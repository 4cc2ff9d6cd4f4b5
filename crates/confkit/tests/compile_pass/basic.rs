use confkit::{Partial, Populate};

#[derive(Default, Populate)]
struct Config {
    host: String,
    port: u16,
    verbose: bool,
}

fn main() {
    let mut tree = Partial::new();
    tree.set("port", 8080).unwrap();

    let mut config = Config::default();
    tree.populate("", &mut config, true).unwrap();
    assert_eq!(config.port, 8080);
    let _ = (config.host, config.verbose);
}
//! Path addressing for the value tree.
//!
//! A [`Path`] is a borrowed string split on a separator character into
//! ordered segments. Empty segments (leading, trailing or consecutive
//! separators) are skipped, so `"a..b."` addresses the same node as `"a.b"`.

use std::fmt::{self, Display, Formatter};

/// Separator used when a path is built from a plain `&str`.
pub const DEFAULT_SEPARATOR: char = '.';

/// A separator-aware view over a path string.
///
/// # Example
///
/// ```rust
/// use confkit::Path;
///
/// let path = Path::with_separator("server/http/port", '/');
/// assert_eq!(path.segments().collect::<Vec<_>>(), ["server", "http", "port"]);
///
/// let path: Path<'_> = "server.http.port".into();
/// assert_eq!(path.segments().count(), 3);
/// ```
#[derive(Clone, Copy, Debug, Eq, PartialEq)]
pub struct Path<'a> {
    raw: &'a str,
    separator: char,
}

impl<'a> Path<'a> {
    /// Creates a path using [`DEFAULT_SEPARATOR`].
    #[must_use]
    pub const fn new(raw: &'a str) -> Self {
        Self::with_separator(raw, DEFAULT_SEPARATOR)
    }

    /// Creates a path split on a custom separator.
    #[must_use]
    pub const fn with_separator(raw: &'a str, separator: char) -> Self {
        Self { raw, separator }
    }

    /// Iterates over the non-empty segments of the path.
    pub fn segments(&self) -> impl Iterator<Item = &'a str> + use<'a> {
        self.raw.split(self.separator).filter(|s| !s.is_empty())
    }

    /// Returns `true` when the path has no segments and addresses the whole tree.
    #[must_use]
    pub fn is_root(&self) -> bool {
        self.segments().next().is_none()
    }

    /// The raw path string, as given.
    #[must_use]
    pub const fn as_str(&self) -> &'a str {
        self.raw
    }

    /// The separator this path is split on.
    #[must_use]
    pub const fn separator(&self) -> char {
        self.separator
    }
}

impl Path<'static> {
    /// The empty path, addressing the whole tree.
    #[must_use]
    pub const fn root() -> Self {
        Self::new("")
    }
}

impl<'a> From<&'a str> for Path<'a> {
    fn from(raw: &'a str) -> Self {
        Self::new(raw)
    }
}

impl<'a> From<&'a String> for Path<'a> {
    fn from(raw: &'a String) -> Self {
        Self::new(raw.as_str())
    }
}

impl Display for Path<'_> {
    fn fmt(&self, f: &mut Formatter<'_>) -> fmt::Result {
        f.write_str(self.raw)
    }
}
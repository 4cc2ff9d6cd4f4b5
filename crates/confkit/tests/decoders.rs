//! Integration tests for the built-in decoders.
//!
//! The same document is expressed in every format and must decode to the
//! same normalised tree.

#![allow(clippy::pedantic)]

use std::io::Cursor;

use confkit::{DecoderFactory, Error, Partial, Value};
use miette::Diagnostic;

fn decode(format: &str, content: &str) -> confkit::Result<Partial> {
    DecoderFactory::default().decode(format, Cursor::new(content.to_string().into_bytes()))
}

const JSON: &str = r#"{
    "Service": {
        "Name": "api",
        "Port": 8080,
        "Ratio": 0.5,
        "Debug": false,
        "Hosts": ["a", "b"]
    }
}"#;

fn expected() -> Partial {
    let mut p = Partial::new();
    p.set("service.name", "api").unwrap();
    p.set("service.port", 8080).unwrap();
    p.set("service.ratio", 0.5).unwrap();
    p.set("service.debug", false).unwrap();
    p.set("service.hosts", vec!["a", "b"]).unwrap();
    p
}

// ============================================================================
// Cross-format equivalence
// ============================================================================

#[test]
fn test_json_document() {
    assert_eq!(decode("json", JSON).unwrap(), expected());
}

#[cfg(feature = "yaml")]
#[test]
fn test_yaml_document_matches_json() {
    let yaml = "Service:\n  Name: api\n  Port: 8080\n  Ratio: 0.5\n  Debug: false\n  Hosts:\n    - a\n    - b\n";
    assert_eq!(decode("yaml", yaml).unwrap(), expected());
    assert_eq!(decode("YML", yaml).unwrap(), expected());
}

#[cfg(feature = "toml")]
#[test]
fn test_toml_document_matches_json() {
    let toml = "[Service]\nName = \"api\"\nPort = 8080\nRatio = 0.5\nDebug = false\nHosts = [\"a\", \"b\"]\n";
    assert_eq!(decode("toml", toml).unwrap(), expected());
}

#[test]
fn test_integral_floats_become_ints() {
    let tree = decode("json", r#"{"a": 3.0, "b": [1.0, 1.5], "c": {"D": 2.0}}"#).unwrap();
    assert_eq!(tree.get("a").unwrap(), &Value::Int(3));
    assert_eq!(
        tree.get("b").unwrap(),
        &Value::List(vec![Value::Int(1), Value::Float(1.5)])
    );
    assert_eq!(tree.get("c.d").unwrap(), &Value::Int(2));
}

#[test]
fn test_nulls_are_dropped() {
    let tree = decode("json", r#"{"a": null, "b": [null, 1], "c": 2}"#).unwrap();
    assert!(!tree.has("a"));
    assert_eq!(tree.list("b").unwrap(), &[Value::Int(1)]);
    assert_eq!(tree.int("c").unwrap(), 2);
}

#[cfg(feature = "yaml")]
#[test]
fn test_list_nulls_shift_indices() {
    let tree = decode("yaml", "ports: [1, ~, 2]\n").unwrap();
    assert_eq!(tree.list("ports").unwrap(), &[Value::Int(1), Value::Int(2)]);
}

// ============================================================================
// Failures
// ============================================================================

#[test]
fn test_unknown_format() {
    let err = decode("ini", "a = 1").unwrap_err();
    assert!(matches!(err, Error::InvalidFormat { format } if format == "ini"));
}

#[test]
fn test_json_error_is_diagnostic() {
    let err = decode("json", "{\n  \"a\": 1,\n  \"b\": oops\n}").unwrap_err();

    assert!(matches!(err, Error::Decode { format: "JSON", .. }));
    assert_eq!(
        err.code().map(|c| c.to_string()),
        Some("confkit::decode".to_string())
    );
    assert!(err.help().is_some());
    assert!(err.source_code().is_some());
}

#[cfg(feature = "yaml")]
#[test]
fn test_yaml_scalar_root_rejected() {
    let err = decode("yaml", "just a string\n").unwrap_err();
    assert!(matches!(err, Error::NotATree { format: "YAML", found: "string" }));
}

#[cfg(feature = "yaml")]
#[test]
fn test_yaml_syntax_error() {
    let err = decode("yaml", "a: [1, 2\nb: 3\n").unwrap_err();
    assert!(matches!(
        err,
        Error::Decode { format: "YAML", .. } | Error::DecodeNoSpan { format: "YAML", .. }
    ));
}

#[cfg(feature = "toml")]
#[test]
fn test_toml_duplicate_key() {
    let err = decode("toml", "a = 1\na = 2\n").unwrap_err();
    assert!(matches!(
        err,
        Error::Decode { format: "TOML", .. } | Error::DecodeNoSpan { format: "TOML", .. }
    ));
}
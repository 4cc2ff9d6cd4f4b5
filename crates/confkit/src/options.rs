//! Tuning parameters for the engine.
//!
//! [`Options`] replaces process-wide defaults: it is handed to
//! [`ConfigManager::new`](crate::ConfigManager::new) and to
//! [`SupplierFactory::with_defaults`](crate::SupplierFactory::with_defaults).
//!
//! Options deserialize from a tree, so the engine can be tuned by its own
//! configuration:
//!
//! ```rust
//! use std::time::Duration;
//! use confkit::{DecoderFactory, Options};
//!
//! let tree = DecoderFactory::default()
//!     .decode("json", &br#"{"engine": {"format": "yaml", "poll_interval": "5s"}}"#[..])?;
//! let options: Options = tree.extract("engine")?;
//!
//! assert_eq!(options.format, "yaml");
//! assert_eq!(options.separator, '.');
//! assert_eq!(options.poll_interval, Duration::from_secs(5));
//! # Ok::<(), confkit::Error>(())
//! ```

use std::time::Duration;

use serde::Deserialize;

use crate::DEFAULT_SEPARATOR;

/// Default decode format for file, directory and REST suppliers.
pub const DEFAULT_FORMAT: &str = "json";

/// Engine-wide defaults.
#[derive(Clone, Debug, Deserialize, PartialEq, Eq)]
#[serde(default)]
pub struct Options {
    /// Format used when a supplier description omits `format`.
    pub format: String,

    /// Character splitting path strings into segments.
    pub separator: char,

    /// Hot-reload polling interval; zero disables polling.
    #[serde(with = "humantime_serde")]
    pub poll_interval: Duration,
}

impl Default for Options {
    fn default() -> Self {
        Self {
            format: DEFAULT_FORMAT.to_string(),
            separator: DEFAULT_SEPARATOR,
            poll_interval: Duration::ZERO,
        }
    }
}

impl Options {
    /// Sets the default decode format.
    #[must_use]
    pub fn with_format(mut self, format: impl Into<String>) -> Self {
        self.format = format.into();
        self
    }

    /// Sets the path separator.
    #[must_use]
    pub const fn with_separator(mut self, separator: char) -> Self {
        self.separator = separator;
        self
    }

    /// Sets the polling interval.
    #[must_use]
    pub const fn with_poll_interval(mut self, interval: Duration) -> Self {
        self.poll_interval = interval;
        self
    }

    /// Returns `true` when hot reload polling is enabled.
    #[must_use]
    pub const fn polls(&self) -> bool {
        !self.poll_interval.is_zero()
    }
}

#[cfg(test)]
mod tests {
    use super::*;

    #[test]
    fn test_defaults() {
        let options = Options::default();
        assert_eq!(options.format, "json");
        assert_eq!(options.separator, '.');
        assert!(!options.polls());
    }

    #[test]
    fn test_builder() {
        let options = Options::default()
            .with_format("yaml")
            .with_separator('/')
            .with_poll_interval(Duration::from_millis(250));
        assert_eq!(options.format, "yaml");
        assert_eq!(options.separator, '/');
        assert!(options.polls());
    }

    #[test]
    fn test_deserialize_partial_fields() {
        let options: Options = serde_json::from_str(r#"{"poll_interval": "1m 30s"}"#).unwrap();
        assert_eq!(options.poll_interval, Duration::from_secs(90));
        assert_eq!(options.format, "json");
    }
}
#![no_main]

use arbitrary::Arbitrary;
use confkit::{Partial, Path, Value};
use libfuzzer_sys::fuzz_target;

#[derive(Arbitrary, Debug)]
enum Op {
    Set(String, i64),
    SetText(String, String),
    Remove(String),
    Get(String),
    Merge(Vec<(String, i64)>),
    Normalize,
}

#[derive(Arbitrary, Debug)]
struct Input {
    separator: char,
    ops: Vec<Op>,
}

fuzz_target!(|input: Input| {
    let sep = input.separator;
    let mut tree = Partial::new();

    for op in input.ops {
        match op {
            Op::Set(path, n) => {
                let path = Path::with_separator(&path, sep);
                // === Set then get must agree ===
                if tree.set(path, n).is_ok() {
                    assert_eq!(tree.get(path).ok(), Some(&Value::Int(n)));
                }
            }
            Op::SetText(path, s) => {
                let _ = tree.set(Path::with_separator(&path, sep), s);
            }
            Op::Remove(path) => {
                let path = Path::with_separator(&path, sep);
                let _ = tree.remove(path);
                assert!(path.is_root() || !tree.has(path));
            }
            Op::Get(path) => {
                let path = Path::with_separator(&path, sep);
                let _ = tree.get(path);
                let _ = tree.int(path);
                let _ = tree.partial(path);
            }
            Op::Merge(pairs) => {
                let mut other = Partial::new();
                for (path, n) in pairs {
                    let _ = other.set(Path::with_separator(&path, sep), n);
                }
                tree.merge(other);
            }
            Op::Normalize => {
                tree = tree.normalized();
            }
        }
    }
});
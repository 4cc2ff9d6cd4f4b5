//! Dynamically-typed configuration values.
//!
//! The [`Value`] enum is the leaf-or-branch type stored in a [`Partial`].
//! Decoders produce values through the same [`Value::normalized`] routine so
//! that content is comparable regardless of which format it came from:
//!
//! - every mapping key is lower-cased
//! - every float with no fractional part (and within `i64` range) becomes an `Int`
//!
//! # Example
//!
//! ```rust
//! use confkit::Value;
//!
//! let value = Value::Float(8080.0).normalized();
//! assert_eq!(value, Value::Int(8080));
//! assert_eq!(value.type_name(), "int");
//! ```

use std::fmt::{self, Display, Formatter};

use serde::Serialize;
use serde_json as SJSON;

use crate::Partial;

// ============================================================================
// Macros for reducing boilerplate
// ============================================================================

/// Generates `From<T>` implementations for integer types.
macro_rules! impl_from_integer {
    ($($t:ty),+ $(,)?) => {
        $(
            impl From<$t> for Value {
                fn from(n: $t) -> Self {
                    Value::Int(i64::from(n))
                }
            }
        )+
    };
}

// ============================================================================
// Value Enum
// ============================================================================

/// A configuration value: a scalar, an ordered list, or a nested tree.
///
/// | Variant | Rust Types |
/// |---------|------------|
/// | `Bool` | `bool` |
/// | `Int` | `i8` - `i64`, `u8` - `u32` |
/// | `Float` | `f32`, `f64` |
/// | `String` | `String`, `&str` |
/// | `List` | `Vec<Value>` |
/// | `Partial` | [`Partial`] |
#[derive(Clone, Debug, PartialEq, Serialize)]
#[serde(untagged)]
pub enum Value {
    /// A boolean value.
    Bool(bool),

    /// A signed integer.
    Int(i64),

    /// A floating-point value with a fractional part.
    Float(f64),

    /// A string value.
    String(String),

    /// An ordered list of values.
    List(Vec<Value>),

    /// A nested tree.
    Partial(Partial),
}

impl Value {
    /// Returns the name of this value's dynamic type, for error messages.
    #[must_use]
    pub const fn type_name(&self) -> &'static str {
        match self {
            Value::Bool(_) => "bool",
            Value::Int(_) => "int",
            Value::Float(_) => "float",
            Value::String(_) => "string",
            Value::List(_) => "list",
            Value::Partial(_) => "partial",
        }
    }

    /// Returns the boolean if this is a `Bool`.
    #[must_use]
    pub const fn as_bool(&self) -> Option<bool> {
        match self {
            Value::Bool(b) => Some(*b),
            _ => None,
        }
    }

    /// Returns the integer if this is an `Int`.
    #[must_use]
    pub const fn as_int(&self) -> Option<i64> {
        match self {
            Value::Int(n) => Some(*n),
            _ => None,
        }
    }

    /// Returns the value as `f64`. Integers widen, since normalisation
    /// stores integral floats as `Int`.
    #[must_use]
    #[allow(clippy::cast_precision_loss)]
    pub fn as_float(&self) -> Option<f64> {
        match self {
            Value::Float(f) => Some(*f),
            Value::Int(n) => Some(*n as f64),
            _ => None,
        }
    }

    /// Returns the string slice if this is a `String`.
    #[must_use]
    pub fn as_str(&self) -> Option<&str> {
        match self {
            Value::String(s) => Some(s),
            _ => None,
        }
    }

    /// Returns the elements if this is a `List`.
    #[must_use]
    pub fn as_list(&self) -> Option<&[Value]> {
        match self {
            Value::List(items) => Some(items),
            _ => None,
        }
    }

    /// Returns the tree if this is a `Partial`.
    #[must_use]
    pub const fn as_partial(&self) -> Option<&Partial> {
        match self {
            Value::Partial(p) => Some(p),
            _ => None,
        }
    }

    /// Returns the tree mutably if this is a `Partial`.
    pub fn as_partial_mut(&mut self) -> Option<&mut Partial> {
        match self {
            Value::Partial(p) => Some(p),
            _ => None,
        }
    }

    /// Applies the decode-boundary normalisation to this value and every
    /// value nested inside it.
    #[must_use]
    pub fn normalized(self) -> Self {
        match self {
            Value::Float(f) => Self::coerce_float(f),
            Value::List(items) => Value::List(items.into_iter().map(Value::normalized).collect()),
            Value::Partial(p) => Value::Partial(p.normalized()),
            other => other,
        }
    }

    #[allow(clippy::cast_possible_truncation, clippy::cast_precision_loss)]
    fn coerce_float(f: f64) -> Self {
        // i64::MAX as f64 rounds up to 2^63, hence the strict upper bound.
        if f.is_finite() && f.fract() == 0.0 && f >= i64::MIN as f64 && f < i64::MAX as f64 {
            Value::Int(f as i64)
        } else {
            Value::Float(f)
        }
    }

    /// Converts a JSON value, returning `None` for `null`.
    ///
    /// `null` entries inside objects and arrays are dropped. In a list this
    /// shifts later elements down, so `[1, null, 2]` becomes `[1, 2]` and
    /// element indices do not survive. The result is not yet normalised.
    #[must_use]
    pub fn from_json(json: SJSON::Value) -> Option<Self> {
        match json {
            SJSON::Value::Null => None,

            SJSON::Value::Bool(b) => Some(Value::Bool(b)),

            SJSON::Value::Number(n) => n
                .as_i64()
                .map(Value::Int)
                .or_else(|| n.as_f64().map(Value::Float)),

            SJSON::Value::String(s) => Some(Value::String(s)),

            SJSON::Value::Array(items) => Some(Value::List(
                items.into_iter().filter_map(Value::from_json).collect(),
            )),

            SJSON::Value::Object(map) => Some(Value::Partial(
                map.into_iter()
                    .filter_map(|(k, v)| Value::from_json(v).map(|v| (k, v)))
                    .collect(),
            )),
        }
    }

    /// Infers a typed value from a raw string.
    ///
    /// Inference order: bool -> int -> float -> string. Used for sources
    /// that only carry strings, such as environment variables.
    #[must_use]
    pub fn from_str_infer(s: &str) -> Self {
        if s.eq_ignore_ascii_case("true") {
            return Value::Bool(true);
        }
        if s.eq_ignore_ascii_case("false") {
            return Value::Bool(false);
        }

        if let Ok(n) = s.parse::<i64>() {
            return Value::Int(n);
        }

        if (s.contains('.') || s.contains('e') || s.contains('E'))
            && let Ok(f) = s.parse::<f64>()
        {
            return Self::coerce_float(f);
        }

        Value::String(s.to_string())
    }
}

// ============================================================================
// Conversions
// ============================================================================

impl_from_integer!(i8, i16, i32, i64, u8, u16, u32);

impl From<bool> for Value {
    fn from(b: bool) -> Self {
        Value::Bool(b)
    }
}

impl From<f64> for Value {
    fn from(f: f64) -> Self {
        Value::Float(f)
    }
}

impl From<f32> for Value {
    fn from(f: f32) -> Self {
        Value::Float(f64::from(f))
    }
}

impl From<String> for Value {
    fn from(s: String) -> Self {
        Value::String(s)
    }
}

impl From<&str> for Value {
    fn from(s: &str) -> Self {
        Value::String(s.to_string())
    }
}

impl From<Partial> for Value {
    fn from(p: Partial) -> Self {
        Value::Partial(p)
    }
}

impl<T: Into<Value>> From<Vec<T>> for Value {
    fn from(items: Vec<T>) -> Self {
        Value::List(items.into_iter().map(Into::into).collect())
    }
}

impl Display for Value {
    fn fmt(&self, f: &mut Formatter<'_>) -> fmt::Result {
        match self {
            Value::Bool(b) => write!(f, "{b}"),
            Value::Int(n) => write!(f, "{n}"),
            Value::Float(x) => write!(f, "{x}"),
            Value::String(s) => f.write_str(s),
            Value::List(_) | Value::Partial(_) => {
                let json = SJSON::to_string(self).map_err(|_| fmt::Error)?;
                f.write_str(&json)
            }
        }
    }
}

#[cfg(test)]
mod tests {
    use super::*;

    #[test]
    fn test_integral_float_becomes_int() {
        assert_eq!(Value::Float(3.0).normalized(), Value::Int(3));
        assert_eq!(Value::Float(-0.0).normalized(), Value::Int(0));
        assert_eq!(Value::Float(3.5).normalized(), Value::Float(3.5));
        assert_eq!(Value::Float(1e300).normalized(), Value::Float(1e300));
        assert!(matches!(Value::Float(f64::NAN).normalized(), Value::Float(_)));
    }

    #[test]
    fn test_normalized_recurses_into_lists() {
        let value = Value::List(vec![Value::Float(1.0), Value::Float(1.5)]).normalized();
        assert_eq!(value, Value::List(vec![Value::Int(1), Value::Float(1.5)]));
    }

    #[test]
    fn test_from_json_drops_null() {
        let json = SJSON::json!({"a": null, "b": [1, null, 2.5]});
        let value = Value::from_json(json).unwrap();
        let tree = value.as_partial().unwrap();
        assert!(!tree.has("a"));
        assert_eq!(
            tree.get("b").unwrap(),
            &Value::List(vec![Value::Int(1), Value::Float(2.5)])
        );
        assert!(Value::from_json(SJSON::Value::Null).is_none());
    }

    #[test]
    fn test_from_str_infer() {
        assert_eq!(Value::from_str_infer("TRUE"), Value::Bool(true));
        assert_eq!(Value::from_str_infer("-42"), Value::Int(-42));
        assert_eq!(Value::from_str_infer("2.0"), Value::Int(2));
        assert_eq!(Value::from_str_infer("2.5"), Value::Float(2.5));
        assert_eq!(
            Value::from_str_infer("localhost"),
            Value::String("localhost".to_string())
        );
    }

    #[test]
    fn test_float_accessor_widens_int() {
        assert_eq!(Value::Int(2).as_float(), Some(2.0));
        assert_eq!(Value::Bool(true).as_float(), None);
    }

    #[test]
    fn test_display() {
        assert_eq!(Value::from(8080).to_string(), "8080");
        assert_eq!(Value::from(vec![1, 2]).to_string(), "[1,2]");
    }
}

Your objective: The lines above that hold the word "content" are the ones to copy.

Task result:
fn decode(format: &str, content: &str) -> confkit::Result<Partial> {
    DecoderFactory::default().decode(format, Cursor::new(content.to_string().into_bytes()))
//! that content is comparable regardless of which format it came from:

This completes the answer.